- [WHAT THE TASK REQUIRES]:
Please copy out the entries below exactly, beginning with the line that contains "mutable cons cell." and ending with the line that contains "fn drop(&mut self)", and include nothing outside that span.

===== THE DATA =====

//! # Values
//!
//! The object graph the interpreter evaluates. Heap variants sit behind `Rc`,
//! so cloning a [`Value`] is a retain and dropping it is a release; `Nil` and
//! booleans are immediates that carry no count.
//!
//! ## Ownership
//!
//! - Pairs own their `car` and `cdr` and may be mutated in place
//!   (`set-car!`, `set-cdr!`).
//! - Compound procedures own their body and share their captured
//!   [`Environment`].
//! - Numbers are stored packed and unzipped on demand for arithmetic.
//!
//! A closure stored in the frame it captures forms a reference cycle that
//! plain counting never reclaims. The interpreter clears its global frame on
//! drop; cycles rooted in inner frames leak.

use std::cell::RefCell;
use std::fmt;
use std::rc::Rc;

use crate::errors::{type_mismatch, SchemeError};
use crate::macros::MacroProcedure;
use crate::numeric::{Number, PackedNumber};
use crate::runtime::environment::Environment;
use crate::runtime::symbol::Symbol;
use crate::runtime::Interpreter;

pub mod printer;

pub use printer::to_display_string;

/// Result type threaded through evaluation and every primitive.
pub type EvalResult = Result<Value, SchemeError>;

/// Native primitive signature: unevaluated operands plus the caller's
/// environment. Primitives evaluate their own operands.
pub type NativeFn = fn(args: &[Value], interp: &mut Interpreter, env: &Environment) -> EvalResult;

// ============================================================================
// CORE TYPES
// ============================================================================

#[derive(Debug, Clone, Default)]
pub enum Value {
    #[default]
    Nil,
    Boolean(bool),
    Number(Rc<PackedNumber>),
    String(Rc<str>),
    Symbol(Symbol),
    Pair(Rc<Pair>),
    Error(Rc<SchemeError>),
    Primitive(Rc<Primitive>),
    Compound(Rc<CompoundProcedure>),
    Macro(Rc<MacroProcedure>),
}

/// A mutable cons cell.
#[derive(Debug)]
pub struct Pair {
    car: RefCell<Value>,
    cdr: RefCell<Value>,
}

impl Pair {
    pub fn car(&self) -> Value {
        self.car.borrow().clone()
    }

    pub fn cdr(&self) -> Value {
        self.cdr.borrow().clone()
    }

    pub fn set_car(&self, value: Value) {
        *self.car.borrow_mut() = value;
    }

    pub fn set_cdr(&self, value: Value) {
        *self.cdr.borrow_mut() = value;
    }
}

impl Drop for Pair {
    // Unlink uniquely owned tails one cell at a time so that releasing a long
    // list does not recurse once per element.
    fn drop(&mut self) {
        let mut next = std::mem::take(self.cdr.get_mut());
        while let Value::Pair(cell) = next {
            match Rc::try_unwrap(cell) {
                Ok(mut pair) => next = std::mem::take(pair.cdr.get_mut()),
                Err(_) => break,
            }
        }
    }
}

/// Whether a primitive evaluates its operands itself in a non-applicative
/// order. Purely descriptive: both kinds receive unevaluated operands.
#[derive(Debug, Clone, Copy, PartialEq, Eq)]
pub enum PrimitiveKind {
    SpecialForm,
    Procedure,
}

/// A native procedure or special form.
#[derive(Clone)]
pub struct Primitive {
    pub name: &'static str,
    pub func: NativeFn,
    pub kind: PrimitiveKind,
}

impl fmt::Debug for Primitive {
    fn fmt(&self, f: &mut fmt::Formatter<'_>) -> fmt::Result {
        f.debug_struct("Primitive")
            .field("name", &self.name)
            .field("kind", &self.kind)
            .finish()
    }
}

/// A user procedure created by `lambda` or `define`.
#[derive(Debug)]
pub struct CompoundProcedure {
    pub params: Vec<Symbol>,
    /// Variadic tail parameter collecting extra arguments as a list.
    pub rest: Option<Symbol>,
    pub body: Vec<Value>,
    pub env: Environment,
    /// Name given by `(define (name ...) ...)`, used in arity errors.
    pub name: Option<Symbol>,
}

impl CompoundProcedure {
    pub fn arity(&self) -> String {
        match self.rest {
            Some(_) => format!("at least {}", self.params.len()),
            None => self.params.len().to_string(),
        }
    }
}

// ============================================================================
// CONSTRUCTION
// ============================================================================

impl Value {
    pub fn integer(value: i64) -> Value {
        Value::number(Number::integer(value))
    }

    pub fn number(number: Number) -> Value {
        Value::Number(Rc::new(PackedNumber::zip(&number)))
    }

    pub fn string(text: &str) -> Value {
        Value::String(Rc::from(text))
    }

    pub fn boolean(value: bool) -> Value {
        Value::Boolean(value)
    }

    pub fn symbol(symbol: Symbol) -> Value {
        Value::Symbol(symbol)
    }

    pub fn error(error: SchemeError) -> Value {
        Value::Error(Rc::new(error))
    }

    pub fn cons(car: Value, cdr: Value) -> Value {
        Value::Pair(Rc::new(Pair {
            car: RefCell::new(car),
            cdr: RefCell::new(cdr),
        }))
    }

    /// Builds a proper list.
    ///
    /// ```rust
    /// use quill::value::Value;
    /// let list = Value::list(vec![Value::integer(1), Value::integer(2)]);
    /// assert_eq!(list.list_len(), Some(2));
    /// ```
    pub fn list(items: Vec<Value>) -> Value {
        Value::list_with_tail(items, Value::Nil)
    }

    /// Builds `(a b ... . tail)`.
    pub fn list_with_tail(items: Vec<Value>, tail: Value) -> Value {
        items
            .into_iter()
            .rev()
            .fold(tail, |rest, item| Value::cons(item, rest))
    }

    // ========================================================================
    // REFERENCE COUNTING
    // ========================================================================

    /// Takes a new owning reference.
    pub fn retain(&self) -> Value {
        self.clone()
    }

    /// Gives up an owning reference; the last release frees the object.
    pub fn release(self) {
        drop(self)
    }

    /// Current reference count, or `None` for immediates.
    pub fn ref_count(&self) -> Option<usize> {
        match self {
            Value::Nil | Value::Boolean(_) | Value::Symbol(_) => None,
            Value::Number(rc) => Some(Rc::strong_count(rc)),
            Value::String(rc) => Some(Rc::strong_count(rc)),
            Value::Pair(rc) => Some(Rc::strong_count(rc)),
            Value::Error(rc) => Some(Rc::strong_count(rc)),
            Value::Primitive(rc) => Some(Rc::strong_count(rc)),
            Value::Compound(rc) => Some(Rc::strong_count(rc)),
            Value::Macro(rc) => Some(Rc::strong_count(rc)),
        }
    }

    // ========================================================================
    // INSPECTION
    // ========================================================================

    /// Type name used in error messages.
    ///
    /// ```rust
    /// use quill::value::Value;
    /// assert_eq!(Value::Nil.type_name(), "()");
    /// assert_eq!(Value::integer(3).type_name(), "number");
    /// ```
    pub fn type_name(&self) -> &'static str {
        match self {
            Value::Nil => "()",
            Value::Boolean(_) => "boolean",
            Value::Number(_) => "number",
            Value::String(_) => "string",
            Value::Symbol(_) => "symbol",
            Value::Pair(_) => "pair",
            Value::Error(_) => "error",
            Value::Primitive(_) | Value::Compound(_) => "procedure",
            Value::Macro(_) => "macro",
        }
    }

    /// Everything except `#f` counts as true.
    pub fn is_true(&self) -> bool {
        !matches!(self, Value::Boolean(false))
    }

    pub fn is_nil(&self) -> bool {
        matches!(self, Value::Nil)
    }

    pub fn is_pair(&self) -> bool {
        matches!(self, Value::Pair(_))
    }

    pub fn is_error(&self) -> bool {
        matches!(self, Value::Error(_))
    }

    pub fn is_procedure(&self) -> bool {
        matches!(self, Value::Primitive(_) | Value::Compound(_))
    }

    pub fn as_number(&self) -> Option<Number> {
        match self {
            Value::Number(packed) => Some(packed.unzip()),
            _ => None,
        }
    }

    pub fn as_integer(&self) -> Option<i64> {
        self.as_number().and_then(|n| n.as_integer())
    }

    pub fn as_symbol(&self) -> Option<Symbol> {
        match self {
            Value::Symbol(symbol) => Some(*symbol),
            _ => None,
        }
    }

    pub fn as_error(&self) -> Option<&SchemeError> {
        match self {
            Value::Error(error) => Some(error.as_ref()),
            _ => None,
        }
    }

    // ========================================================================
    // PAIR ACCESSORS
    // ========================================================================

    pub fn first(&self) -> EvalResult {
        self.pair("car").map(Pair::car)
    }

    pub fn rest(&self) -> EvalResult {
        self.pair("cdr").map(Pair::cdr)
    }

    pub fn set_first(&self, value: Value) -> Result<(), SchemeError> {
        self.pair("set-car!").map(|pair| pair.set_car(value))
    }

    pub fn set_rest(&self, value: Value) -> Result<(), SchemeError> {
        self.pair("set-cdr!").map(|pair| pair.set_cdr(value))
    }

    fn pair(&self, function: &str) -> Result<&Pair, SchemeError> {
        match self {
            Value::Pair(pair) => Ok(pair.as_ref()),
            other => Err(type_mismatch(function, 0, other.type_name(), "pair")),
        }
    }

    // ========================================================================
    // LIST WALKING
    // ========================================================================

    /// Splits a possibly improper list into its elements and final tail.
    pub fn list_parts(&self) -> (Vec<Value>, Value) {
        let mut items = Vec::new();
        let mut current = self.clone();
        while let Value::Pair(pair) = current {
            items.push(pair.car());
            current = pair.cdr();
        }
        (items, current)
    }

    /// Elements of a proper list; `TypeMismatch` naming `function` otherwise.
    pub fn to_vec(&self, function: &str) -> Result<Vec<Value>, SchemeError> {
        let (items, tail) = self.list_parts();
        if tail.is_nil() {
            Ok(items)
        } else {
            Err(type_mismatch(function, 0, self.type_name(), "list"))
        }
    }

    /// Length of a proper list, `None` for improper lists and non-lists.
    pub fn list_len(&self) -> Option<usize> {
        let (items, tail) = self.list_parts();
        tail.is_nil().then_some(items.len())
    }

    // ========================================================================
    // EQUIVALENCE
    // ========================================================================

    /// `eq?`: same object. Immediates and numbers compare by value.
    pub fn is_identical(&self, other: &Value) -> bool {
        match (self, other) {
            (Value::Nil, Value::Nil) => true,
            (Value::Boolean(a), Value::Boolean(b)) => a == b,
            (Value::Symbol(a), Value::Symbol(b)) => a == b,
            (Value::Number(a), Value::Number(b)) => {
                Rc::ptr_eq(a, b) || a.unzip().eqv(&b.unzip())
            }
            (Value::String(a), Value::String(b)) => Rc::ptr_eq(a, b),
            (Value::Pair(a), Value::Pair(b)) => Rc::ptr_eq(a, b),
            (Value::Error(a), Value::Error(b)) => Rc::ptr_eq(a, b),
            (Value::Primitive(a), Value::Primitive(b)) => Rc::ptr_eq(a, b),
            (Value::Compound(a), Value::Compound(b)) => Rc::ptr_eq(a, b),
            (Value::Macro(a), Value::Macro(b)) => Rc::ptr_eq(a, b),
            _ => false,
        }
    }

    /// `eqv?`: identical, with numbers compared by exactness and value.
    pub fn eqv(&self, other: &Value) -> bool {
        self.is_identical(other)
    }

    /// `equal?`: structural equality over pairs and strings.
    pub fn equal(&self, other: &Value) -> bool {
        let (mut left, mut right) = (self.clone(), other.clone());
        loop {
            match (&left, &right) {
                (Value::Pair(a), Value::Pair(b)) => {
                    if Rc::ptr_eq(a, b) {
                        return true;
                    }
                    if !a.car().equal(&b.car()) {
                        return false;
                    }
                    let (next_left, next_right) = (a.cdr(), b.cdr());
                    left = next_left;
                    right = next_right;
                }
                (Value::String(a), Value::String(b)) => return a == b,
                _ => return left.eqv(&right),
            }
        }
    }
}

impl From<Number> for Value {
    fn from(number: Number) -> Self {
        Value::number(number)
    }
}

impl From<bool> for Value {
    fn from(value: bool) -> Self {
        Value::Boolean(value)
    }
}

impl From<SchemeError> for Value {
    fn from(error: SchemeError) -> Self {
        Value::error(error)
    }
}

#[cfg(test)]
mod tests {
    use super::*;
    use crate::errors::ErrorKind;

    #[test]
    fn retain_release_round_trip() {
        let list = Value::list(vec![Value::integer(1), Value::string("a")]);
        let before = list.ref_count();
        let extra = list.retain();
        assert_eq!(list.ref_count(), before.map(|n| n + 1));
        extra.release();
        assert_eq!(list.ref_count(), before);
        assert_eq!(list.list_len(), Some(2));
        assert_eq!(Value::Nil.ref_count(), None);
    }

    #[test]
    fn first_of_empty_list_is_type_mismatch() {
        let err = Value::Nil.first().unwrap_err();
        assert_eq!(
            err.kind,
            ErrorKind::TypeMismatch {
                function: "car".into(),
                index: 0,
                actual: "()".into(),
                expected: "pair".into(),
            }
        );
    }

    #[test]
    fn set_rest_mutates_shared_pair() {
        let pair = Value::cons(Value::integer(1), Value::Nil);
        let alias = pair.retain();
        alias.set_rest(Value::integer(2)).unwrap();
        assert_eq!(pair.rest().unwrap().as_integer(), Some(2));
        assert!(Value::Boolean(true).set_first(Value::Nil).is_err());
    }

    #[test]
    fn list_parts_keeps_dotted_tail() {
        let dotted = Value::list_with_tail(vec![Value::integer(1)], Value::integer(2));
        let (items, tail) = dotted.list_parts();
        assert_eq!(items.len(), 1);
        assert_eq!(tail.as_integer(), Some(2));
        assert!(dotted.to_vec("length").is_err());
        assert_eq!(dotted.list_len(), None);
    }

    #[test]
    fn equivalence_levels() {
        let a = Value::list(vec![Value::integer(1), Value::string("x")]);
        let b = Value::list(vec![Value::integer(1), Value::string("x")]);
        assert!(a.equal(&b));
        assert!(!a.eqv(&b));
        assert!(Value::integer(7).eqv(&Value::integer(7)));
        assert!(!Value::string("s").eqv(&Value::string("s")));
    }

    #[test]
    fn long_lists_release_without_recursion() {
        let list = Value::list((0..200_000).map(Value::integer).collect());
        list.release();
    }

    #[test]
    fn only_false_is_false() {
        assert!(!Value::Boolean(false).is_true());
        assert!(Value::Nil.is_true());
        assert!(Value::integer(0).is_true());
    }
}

=====

- [EXERCISE OUTPUT]:
/// A mutable cons cell.
#[derive(Debug)]
pub struct Pair {
    car: RefCell<Value>,
    cdr: RefCell<Value>,
}

impl Pair {
    pub fn car(&self) -> Value {
        self.car.borrow().clone()
    }

    pub fn cdr(&self) -> Value {
        self.cdr.borrow().clone()
    }

    pub fn set_car(&self, value: Value) {
        *self.car.borrow_mut() = value;
    }

    pub fn set_cdr(&self, value: Value) {
        *self.cdr.borrow_mut() = value;
    }
}

impl Drop for Pair {
    // Unlink uniquely owned tails one cell at a time so that releasing a long
    // list does not recurse once per element.
    fn drop(&mut self) {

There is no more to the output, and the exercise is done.